Linking Selections

Interactive Data Visualization With Bokeh and Python Christopher Bailey 10:45

In this lesson you will implement linked selections in your visualization. Allowing a selection made on one plot to be reflected on others. To see how this works, the next visualization will contain two scatter plots: one that shows the 76ers’ two-point versus three-point field goal percentage and the other showing the 76ers’ team points versus opponent points on a game-by-game basis.

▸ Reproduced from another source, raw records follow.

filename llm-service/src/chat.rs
//! Chat message types and the completion payloads of the serving endpoint.
//!
//! The endpoint returns `choices[0].message.content` either as a plain string
//! or as a list of typed blocks (reasoning models emit a `reasoning` block
//! before the `text` block). [`MessageContent`] models both shapes and
//! [`MessageContent::extract_text`] turns either into the answer text.

use serde::{Deserialize, Serialize};

/// Author of a chat message.
#[derive(Debug, Clone, Copy, PartialEq, Eq, Serialize, Deserialize)]
#[serde(rename_all = "lowercase")]
pub enum ChatRole {
    System,
    User,
    Assistant,
}

/// Single message sent to the model.
#[derive(Debug, Clone, PartialEq, Eq, Serialize)]
pub struct ChatMessage {
    pub role: ChatRole,
    pub content: String,
}

impl ChatMessage {
    pub fn system(content: impl Into<String>) -> Self {
        Self {
            role: ChatRole::System,
            content: content.into(),
        }
    }

    pub fn user(content: impl Into<String>) -> Self {
        Self {
            role: ChatRole::User,
            content: content.into(),
        }
    }

    pub fn assistant(content: impl Into<String>) -> Self {
        Self {
            role: ChatRole::Assistant,
            content: content.into(),
        }
    }
}

/// Message content as returned by the endpoint.
#[derive(Debug, Clone, PartialEq, Deserialize)]
#[serde(untagged)]
pub enum MessageContent {
    /// `"content": "..."`
    Text(String),
    /// `"content": [{"type": "reasoning", ...}, {"type": "text", "text": "..."}]`
    Blocks(Vec<ContentBlock>),
}

/// One typed block of structured content. Unknown block fields are ignored.
#[derive(Debug, Clone, PartialEq, Deserialize)]
pub struct ContentBlock {
    #[serde(rename = "type", default)]
    pub kind: String,
    #[serde(default)]
    pub text: Option<String>,
}

impl MessageContent {
    /// Answer text carried by this content.
    ///
    /// Structured content keeps only `text` blocks, concatenated in order.
    /// When there are none, any block that carries a `text` field is joined
    /// with single spaces instead.
    pub fn extract_text(&self) -> String {
        match self {
            MessageContent::Text(s) => s.clone(),
            MessageContent::Blocks(blocks) => {
                let answer: String = blocks
                    .iter()
                    .filter(|b| b.kind == "text")
                    .filter_map(|b| b.text.as_deref())
                    .collect();
                if !answer.is_empty() {
                    return answer;
                }
                blocks
                    .iter()
                    .filter_map(|b| b.text.as_deref())
                    .collect::<Vec<_>>()
                    .join(" ")
            }
        }
    }
}

/// Model-side details reported with an answer.
#[derive(Debug, Clone, PartialEq, Eq, Serialize, Deserialize)]
pub struct GenerationMetadata {
    pub model: String,
    pub tokens_used: Option<u32>,
    pub finish_reason: Option<String>,
}

/// Decoded result of one chat completion.
#[derive(Debug, Clone, PartialEq, Eq)]
pub struct ChatCompletion {
    pub text: String,
    pub metadata: GenerationMetadata,
}

/* ===========================================================================
HTTP payloads
======================================================================== */

/// Request body for `/serving-endpoints/{name}/invocations`.
#[derive(Debug, Serialize)]
pub(crate) struct ChatCompletionRequest<'a> {
    pub messages: &'a [ChatMessage],
    pub max_tokens: u32,
    pub temperature: f32,
}

/// Minimal response for a chat completion.
#[derive(Debug, Deserialize)]
pub(crate) struct ChatCompletionResponse {
    #[serde(default)]
    pub choices: Vec<ChatChoice>,
    #[serde(default)]
    pub usage: Option<Usage>,
}

#[derive(Debug, Deserialize)]
pub(crate) struct ChatChoice {
    pub message: ChatMessageOut,
    #[serde(default)]
    pub finish_reason: Option<String>,
}

#[derive(Debug, Deserialize)]
pub(crate) struct ChatMessageOut {
    #[serde(default)]
    pub content: Option<MessageContent>,
}

#[derive(Debug, Deserialize)]
pub(crate) struct Usage {
    #[serde(default)]
    pub total_tokens: Option<u32>,
}

#[cfg(test)]
mod tests {
    use super::*;

    fn content_of(json: &str) -> MessageContent {
        let resp: ChatCompletionResponse = serde_json::from_str(json).unwrap();
        resp.choices
            .into_iter()
            .next()
            .and_then(|c| c.message.content)
            .unwrap()
    }

    #[test]
    fn plain_string_content() {
        let c = content_of(r#"{"choices":[{"message":{"role":"assistant","content":"Hello"}}]}"#);
        assert_eq!(c, MessageContent::Text("Hello".into()));
        assert_eq!(c.extract_text(), "Hello");
    }

    #[test]
    fn structured_content_keeps_only_text_blocks() {
        let c = content_of(
            r#"{"choices":[{"message":{"content":[
                {"type":"reasoning","summary":[{"type":"summary_text","text":"thinking"}]},
                {"type":"text","text":"A feed-in tariff "},
                {"type":"text","text":"pays you for exports."}
            ]},"finish_reason":"stop"}]}"#,
        );
        assert_eq!(c.extract_text(), "A feed-in tariff pays you for exports.");
    }

    #[test]
    fn structured_content_falls_back_to_any_text_field() {
        let c = MessageContent::Blocks(vec![
            ContentBlock {
                kind: "output".into(),
                text: Some("first".into()),
            },
            ContentBlock {
                kind: "reasoning".into(),
                text: None,
            },
            ContentBlock {
                kind: "output".into(),
                text: Some("second".into()),
            },
        ]);
        assert_eq!(c.extract_text(), "first second");
    }

    #[test]
    fn usage_and_finish_reason_are_optional() {
        let resp: ChatCompletionResponse =
            serde_json::from_str(r#"{"choices":[{"message":{"content":null}}]}"#).unwrap();
        assert!(resp.usage.is_none());
        assert!(resp.choices[0].finish_reason.is_none());
        assert!(resp.choices[0].message.content.is_none());
    }

    #[test]
    fn roles_serialize_lowercase() {
        let m = serde_json::to_value(ChatMessage::assistant("hi")).unwrap();
        assert_eq!(m["role"], "assistant");
    }
}
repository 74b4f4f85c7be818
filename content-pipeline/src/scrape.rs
//! Page fetcher: downloads pages and keeps their title and main content HTML.
//!
//! Every URL yields a [`ScrapedPage`]; transport errors and non-success
//! statuses are recorded as `Failed` pages so one bad URL does not abort the
//! run.

use std::time::{Duration, Instant};

use chrono::Utc;
use reqwest::header;
use scraper::Html;
use tracing::{info, warn};

use crate::core::clean::{main_content_html, page_title};
use crate::model::page::{ScrapeStatus, ScrapedPage};

/// Browser-like User-Agent; some sites reject default client agents.
pub const USER_AGENT: &str = "Mozilla/5.0 (Windows NT 10.0; Win64; x64) AppleWebKit/537.36 \
     (KHTML, like Gecko) Chrome/91.0.4472.124 Safari/537.36";

#[derive(Debug, Clone)]
pub struct PageFetcher {
    client: reqwest::Client,
}

impl PageFetcher {
    pub fn new(timeout: Duration) -> Result<Self, reqwest::Error> {
        let client = reqwest::Client::builder()
            .timeout(timeout)
            .user_agent(USER_AGENT)
            .default_headers({
                let mut h = header::HeaderMap::new();
                h.insert(header::ACCEPT, header::HeaderValue::from_static("text/html"));
                h
            })
            .build()?;
        Ok(Self { client })
    }

    /// Fetches one page. Never fails.
    pub async fn fetch(&self, url: &str) -> ScrapedPage {
        let started = Instant::now();
        let body = match self.get_text(url).await {
            Ok(b) => b,
            Err(e) => {
                warn!(%url, error = %e, "scrape failed");
                return ScrapedPage::failed(url, e.to_string());
            }
        };
        let page = parse_page(url, &body);
        info!(
            %url,
            title = %page.title,
            html_bytes = page.html.len(),
            latency_ms = started.elapsed().as_millis() as u64,
            "scraped"
        );
        page
    }

    /// Fetches pages one after another, in input order.
    pub async fn fetch_all(&self, urls: &[String]) -> Vec<ScrapedPage> {
        let mut pages = Vec::with_capacity(urls.len());
        for (i, url) in urls.iter().enumerate() {
            info!(n = i + 1, total = urls.len(), %url, "scraping");
            pages.push(self.fetch(url).await);
        }
        pages
    }

    async fn get_text(&self, url: &str) -> Result<String, reqwest::Error> {
        self.client
            .get(url)
            .send()
            .await?
            .error_for_status()?
            .text()
            .await
    }
}

/// Builds a successful [`ScrapedPage`] from a downloaded body.
pub fn parse_page(url: &str, body: &str) -> ScrapedPage {
    let doc = Html::parse_document(body);
    ScrapedPage {
        url: url.to_string(),
        title: page_title(&doc),
        html: main_content_html(&doc).unwrap_or_default(),
        scraped_at: Utc::now(),
        status: ScrapeStatus::Success,
        error: None,
    }
}
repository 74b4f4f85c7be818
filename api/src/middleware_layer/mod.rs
pub mod request_id;
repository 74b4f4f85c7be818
//! Conversation history window.

use crate::api_types::ConversationTurn;

/// The last `limit` messages of `history`, oldest first.
///
/// Counts individual messages, not user/assistant exchanges.
pub fn recent_history(history: &[ConversationTurn], limit: usize) -> &[ConversationTurn] {
    &history[history.len().saturating_sub(limit)..]
}
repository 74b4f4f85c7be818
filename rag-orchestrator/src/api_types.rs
//! Public API types re-used by external crates (e.g., the HTTP API layer).

use llm_service::GenerationMetadata;
use serde::{Deserialize, Serialize};

use crate::prompt::UserMessage;

/// Author of a history message.
#[derive(Clone, Copy, Debug, PartialEq, Eq, Serialize, Deserialize)]
#[serde(rename_all = "lowercase")]
pub enum Role {
    User,
    Assistant,
}

/// One message of caller-supplied history, oldest first. Never persisted.
///
/// # Example
/// ```
/// use rag_orchestrator::{ConversationTurn, Role};
/// let t: ConversationTurn =
///     serde_json::from_str(r#"{"role":"user","content":"What plans are available?"}"#).unwrap();
/// assert_eq!(t.role, Role::User);
/// ```
#[derive(Clone, Debug, PartialEq, Eq, Serialize, Deserialize)]
pub struct ConversationTurn {
    pub role: Role,
    pub content: String,
}

impl ConversationTurn {
    pub fn user(content: impl Into<String>) -> Self {
        Self {
            role: Role::User,
            content: content.into(),
        }
    }

    pub fn assistant(content: impl Into<String>) -> Self {
        Self {
            role: Role::Assistant,
            content: content.into(),
        }
    }
}

/// Citation for an answer. Unique by `url` within one answer.
#[derive(Clone, Debug, PartialEq, Eq, Serialize, Deserialize)]
pub struct Source {
    pub title: String,
    pub url: String,
}

/// Counts and model details attached to an answer.
///
/// Serializes flat: `{"retrieved_chunks": 3, "model": "...", "tokens_used": 450,
/// "finish_reason": "stop"}`. Generation fields are absent when the model was
/// never called.
#[derive(Clone, Debug, PartialEq, Eq, Serialize)]
pub struct AnswerMetadata {
    pub retrieved_chunks: usize,
    #[serde(flatten, skip_serializing_if = "Option::is_none")]
    pub generation: Option<GenerationMetadata>,
}

/// Final answer with its citations.
#[derive(Clone, Debug, PartialEq, Eq)]
pub struct Answer {
    pub text: String,
    pub sources: Vec<Source>,
    pub metadata: AnswerMetadata,
}

impl Answer {
    /// Fixed reply used when retrieval found nothing.
    pub fn no_context() -> Self {
        Self {
            text: UserMessage::NoContext.as_str().to_string(),
            sources: Vec::new(),
            metadata: AnswerMetadata {
                retrieved_chunks: 0,
                generation: None,
            },
        }
    }
}

#[cfg(test)]
mod tests {
    use super::*;

    #[test]
    fn metadata_flattens_generation_fields() {
        let meta = AnswerMetadata {
            retrieved_chunks: 2,
            generation: Some(GenerationMetadata {
                model: "m".into(),
                tokens_used: Some(450),
                finish_reason: Some("stop".into()),
            }),
        };
        let v = serde_json::to_value(&meta).unwrap();
        assert_eq!(v["retrieved_chunks"], 2);
        assert_eq!(v["model"], "m");
        assert_eq!(v["tokens_used"], 450);
        assert_eq!(v["finish_reason"], "stop");
    }

    #[test]
    fn no_context_metadata_has_only_the_count() {
        let v = serde_json::to_value(Answer::no_context().metadata).unwrap();
        assert_eq!(v, serde_json::json!({ "retrieved_chunks": 0 }));
    }

    #[test]
    fn unknown_roles_are_rejected() {
        let r = serde_json::from_str::<ConversationTurn>(r#"{"role":"system","content":"x"}"#);
        assert!(r.is_err());
    }
}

The goal is to be able to select data points on the left-side scatter plot and quickly be able to recognize if the corresponding datapoint on the right scatter plot is a win or loss.

You will first edit the file read_nba_data.py to create a very similar DataFrame to that from the last example.

For additional details on linking plots can be found at Linking Plots in the Bokeh User Guide.

File: read_nba_data.py

Python
      
    
import pandas as pd 

# Read the csv files
player_stats = pd.read_csv('data/2017-18_playerBoxScore.csv',
                           parse_dates=['gmDate'])
team_stats = pd.read_csv('data/2017-18_teamBoxScore.csv',
                          parse_dates=['gmDate'])
standings = pd.read_csv('data/2017-18_standings.csv',
                         parse_dates=['stDate'])

# Create west_top_2
west_top_2 = (standings[(standings['teamAbbr'] == 'HOU') | 
              (standings['teamAbbr'] == 'GS')]
              .loc[:, ['stDate', 'teamAbbr', 'gameWon']]
              .sort_values(['teamAbbr', 'stDate']))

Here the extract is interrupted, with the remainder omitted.